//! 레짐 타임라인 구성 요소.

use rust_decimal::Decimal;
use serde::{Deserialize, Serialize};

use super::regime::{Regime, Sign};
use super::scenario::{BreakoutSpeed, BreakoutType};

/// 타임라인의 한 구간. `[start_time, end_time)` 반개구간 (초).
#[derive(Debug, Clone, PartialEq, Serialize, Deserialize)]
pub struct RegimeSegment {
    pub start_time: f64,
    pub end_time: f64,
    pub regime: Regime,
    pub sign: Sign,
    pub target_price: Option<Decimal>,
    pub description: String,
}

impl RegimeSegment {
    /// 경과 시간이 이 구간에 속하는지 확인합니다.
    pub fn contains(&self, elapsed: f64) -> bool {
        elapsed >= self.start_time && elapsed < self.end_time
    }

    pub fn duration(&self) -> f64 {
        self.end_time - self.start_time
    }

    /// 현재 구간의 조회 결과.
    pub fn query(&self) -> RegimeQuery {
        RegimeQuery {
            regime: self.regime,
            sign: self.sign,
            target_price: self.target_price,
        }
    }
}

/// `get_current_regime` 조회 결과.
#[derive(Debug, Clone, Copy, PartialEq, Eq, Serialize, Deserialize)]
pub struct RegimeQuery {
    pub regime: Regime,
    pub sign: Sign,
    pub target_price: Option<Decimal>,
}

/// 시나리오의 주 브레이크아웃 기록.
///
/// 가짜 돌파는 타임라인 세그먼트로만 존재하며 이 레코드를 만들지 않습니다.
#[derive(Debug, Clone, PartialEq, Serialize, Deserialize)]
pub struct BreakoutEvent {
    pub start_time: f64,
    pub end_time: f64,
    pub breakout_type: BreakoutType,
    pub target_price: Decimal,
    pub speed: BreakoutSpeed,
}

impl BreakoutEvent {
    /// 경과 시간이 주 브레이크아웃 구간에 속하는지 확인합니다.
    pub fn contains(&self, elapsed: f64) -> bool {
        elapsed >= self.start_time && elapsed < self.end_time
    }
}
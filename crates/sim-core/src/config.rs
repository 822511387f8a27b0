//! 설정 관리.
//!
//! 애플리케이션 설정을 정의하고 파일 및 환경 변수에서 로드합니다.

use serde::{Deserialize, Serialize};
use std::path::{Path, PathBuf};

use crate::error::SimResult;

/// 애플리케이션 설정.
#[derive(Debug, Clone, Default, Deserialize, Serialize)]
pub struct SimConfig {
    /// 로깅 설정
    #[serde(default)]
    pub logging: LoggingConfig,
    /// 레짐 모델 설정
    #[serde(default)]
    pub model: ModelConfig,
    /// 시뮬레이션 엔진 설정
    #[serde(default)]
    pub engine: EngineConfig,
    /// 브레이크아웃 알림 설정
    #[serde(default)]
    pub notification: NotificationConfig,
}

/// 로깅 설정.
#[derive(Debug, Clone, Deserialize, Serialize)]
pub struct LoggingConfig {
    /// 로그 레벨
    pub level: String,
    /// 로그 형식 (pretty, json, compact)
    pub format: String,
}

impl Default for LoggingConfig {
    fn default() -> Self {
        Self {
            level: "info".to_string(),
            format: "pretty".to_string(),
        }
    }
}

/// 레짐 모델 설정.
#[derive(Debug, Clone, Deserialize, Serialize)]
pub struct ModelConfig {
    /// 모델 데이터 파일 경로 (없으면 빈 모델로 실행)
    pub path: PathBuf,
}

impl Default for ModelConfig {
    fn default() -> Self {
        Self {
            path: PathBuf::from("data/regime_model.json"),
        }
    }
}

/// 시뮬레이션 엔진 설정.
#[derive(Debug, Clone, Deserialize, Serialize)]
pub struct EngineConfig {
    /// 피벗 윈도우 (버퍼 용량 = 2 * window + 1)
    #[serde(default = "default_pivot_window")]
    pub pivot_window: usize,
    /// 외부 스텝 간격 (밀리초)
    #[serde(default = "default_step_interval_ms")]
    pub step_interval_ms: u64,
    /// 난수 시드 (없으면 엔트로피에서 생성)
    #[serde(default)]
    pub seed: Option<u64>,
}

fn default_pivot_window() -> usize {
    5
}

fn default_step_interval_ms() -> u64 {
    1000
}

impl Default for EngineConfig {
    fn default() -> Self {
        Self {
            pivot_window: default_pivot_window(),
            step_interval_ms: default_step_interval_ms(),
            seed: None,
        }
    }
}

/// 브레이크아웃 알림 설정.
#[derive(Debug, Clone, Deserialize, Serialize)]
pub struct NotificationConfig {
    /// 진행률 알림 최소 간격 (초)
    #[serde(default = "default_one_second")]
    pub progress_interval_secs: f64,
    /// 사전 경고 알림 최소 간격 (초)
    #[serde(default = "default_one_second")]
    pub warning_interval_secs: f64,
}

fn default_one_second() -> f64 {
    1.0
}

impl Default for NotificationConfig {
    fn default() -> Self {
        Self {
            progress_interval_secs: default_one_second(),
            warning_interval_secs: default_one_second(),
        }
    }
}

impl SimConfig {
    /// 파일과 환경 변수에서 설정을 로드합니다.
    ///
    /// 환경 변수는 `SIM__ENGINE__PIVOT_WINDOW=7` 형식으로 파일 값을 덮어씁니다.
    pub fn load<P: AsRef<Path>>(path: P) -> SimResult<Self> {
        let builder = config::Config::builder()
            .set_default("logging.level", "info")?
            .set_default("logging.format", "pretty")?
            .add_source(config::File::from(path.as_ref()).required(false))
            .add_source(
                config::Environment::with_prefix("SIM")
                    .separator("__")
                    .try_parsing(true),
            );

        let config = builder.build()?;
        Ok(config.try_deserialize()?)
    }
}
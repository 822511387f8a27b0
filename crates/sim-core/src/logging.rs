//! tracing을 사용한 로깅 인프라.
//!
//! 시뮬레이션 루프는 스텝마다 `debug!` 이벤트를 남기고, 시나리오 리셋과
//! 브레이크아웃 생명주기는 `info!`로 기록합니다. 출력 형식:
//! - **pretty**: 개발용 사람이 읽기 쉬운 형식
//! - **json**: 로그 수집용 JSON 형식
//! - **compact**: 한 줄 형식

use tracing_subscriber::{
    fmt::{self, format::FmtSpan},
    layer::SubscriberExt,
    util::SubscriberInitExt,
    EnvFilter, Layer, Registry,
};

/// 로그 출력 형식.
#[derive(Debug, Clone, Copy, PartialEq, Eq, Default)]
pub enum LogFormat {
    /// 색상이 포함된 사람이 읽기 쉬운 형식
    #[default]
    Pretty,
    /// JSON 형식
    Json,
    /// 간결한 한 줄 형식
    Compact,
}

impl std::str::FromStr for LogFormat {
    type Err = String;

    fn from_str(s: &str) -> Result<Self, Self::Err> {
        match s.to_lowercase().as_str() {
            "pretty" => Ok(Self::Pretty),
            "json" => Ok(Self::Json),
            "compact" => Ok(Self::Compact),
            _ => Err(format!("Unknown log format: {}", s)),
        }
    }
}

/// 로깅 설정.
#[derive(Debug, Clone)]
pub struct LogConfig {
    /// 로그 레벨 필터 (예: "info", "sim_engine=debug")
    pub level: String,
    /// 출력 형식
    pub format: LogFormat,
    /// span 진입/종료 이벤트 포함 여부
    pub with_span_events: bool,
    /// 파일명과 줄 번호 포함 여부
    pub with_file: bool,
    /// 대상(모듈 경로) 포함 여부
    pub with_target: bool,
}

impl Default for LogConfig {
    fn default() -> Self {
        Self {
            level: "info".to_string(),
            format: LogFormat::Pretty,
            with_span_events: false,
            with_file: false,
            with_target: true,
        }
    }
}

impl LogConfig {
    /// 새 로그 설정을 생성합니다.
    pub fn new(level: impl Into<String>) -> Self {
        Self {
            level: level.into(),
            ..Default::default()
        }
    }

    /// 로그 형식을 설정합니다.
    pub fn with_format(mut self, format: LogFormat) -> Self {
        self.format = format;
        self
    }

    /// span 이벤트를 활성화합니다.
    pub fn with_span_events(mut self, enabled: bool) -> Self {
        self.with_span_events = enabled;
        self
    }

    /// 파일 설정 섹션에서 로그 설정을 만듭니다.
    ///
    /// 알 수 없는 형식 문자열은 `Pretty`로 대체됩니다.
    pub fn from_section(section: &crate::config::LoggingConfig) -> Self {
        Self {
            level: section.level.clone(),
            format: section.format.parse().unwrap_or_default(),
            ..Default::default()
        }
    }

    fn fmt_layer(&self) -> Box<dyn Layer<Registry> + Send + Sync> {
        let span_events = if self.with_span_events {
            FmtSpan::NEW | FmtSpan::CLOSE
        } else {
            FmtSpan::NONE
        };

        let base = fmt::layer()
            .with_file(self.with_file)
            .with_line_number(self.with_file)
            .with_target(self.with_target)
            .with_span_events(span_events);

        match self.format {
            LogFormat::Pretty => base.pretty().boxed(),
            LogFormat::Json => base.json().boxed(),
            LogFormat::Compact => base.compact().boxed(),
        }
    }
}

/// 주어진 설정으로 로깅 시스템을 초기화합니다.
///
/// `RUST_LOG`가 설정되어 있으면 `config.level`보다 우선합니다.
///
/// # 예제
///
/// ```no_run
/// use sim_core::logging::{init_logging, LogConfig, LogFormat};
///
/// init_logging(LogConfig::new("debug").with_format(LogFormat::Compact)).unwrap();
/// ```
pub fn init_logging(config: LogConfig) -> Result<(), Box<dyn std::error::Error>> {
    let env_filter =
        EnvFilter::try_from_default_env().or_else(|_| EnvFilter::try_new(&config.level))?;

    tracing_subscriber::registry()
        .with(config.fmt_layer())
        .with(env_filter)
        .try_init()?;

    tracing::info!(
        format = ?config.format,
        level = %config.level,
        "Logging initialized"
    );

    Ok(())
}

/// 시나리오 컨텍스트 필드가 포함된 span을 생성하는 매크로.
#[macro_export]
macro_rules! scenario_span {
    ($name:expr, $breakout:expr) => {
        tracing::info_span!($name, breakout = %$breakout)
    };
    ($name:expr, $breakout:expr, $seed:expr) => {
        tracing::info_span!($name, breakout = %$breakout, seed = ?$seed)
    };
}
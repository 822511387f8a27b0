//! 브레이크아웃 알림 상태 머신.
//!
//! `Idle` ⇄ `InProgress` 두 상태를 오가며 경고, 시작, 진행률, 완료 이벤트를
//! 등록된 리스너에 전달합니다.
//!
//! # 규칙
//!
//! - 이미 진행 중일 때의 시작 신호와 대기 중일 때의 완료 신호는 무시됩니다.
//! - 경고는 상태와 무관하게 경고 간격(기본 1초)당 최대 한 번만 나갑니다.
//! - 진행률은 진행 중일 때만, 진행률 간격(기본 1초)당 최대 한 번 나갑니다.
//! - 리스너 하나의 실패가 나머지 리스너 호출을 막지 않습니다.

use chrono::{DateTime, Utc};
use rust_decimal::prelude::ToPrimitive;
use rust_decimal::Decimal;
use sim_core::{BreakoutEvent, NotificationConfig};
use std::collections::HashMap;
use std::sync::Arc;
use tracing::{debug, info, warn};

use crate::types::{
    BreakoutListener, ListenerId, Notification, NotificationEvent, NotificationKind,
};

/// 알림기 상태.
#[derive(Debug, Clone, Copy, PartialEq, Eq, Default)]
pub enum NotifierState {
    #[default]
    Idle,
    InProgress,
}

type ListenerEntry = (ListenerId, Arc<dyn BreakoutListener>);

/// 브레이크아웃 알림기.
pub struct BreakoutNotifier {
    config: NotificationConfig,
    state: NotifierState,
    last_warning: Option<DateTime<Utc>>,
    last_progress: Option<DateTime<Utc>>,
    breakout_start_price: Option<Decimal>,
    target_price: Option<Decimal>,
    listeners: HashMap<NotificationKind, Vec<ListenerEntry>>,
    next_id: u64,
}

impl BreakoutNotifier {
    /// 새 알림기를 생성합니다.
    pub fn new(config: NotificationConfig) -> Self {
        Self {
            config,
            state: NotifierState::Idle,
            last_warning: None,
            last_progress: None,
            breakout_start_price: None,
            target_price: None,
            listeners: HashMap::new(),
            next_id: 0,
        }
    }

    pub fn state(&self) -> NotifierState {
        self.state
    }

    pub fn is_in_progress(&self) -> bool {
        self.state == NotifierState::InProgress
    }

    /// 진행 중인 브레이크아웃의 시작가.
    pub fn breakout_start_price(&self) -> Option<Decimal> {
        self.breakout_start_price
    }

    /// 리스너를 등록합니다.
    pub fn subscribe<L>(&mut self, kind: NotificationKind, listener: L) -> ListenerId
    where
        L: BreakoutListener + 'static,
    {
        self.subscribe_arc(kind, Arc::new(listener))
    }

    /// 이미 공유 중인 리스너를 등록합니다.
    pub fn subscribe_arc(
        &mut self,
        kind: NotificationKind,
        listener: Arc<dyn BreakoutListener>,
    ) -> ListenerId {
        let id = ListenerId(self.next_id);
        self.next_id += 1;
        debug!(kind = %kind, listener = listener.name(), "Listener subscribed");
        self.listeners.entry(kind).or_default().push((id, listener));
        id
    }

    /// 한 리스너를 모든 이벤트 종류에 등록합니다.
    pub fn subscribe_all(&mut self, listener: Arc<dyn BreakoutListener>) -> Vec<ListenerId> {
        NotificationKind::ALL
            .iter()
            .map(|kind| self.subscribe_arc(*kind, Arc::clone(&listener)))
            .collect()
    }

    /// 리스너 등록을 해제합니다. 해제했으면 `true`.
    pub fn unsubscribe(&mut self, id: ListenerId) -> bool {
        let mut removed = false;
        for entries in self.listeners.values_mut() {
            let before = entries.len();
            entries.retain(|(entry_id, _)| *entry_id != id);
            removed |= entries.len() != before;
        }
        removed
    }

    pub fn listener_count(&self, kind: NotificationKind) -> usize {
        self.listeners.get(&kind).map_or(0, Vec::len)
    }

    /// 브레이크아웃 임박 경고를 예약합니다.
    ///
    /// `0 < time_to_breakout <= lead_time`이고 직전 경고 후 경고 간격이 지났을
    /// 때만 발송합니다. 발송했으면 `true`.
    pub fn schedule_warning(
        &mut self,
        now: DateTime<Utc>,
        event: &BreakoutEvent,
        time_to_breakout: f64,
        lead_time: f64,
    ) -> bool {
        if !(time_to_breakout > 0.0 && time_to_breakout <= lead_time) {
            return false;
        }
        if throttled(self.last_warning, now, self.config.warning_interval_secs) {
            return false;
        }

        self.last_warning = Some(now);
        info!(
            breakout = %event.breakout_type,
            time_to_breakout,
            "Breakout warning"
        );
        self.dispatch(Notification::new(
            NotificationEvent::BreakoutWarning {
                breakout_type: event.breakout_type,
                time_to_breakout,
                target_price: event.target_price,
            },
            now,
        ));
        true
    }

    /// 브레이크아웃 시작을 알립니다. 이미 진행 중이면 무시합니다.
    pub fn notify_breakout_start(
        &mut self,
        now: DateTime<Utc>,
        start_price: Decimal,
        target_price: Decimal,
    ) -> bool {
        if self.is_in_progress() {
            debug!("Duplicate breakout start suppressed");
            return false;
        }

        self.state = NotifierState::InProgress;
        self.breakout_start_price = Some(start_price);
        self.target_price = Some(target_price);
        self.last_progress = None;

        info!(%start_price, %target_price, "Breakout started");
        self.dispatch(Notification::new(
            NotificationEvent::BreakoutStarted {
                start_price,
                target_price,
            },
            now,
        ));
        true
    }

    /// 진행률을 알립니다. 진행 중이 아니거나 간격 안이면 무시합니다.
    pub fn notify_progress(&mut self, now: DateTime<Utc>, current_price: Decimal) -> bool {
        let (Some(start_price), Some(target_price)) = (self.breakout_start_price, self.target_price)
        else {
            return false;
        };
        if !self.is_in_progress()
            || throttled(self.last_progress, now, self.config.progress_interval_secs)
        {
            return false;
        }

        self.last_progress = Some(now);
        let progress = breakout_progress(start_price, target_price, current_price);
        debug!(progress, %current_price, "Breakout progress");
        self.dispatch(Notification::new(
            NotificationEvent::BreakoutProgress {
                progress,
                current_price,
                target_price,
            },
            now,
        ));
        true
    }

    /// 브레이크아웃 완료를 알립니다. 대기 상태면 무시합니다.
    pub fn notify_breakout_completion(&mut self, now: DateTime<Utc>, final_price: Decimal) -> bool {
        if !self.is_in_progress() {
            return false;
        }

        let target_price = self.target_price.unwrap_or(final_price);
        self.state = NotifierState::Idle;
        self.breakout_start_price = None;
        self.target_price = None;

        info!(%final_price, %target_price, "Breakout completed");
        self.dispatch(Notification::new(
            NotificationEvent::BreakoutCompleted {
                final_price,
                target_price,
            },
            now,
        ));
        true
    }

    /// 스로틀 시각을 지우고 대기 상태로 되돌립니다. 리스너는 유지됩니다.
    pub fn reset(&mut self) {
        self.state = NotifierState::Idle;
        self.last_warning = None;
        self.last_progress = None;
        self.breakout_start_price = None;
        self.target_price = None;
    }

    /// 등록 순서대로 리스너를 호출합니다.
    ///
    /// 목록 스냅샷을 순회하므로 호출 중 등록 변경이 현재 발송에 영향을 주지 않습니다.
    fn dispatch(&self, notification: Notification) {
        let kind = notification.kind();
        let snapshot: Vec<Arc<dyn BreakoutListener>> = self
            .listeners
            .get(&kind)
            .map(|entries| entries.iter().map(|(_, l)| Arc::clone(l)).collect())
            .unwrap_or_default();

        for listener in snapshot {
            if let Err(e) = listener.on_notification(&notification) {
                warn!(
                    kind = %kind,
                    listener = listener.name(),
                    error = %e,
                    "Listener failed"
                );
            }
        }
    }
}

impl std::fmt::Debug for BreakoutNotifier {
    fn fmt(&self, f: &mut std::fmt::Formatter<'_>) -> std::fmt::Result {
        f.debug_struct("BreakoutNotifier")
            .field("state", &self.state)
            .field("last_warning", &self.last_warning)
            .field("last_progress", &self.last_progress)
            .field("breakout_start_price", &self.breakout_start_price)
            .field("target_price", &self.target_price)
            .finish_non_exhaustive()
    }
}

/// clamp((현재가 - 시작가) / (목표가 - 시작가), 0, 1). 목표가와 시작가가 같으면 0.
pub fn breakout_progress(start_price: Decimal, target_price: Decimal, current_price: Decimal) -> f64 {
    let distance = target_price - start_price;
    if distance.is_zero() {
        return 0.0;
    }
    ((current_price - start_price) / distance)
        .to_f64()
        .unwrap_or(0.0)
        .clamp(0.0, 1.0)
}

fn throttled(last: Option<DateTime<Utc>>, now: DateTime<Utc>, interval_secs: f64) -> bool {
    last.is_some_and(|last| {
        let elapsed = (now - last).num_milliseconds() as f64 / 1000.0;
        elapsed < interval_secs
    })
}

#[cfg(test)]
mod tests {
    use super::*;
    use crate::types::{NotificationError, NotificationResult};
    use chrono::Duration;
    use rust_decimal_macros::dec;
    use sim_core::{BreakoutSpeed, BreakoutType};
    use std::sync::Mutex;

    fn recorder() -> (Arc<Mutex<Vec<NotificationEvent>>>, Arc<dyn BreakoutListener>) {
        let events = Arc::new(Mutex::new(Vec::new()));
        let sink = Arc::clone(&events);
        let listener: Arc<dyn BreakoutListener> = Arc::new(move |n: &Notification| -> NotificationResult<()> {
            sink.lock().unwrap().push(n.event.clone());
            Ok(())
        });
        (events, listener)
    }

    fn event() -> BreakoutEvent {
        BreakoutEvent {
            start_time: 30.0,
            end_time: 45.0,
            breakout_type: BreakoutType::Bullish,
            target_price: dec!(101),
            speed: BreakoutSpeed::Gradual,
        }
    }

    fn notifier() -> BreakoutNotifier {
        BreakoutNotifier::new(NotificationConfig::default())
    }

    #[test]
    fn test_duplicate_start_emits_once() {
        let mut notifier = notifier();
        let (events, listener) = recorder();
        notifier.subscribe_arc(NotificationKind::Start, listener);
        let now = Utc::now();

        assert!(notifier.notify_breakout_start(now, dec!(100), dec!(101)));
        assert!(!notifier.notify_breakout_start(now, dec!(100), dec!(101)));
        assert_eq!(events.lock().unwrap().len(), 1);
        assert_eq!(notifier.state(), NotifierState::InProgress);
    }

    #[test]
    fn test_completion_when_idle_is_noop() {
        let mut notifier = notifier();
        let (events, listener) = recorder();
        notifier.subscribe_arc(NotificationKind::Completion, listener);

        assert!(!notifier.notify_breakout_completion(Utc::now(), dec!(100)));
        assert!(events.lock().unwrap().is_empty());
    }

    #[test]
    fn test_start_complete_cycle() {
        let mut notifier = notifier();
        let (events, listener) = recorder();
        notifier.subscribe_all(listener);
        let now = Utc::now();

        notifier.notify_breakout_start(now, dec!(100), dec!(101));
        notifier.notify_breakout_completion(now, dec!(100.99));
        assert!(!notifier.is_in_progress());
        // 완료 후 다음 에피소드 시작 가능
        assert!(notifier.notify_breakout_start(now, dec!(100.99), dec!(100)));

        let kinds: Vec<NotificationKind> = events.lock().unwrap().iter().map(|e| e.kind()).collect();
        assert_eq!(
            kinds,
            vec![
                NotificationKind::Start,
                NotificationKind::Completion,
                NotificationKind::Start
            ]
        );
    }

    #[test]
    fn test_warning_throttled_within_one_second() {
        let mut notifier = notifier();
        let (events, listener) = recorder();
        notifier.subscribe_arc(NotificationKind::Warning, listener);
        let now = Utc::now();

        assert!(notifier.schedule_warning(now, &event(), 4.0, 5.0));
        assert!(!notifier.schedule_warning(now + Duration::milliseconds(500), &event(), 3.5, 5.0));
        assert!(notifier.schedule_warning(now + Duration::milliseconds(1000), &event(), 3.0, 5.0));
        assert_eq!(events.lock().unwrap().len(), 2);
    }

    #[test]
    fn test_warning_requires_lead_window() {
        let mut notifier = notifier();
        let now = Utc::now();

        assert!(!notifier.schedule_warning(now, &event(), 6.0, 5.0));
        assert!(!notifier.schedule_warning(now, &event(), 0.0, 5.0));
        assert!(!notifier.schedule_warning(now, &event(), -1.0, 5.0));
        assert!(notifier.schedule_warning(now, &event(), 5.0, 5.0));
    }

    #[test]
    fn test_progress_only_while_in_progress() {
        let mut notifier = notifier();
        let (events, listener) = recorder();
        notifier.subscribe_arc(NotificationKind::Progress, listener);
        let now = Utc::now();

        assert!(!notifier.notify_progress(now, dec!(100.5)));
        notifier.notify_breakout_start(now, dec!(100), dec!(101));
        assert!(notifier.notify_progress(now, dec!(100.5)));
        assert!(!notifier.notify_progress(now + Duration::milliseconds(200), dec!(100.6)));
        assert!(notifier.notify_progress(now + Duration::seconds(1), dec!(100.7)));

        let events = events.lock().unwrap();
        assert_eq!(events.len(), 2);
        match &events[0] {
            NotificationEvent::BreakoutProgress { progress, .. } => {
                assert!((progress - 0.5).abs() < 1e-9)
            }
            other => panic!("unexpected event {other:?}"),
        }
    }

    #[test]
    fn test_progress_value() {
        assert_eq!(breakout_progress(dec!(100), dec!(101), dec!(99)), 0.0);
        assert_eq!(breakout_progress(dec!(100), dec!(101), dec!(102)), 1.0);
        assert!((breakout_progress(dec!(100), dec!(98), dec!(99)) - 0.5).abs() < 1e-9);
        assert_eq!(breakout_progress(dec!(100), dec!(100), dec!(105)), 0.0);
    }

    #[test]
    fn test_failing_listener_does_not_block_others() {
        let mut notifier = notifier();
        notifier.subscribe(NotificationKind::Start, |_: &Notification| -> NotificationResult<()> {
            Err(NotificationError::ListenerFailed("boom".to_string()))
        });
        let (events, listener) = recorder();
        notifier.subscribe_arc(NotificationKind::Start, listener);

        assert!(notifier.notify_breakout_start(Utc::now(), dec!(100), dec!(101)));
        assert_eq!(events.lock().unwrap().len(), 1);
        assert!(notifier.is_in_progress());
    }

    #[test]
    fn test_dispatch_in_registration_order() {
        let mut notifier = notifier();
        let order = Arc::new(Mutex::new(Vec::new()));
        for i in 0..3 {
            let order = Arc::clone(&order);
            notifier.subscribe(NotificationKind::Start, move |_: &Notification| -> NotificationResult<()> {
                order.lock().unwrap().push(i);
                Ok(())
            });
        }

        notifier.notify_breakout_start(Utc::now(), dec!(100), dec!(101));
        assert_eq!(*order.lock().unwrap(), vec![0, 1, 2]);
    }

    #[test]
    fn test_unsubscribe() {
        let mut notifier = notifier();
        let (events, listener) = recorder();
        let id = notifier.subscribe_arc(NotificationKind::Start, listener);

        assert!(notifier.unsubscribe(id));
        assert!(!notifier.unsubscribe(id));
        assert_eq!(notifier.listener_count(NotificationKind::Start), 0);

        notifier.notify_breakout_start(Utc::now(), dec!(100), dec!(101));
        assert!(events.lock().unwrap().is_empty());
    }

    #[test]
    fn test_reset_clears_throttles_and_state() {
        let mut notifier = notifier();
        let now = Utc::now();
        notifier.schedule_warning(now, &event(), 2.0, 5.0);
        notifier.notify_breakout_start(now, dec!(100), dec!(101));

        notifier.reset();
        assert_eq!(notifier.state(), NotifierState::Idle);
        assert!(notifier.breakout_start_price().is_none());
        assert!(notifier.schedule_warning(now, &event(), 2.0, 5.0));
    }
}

• **WORK ITEM**:
Using the material above, filter for lines holding "BreakoutSpeed" and copy each one.

• **OUTPUT**:
use super::scenario::{BreakoutSpeed, BreakoutType};
    pub speed: BreakoutSpeed,
    use sim_core::{BreakoutSpeed, BreakoutType};
            speed: BreakoutSpeed::Gradual,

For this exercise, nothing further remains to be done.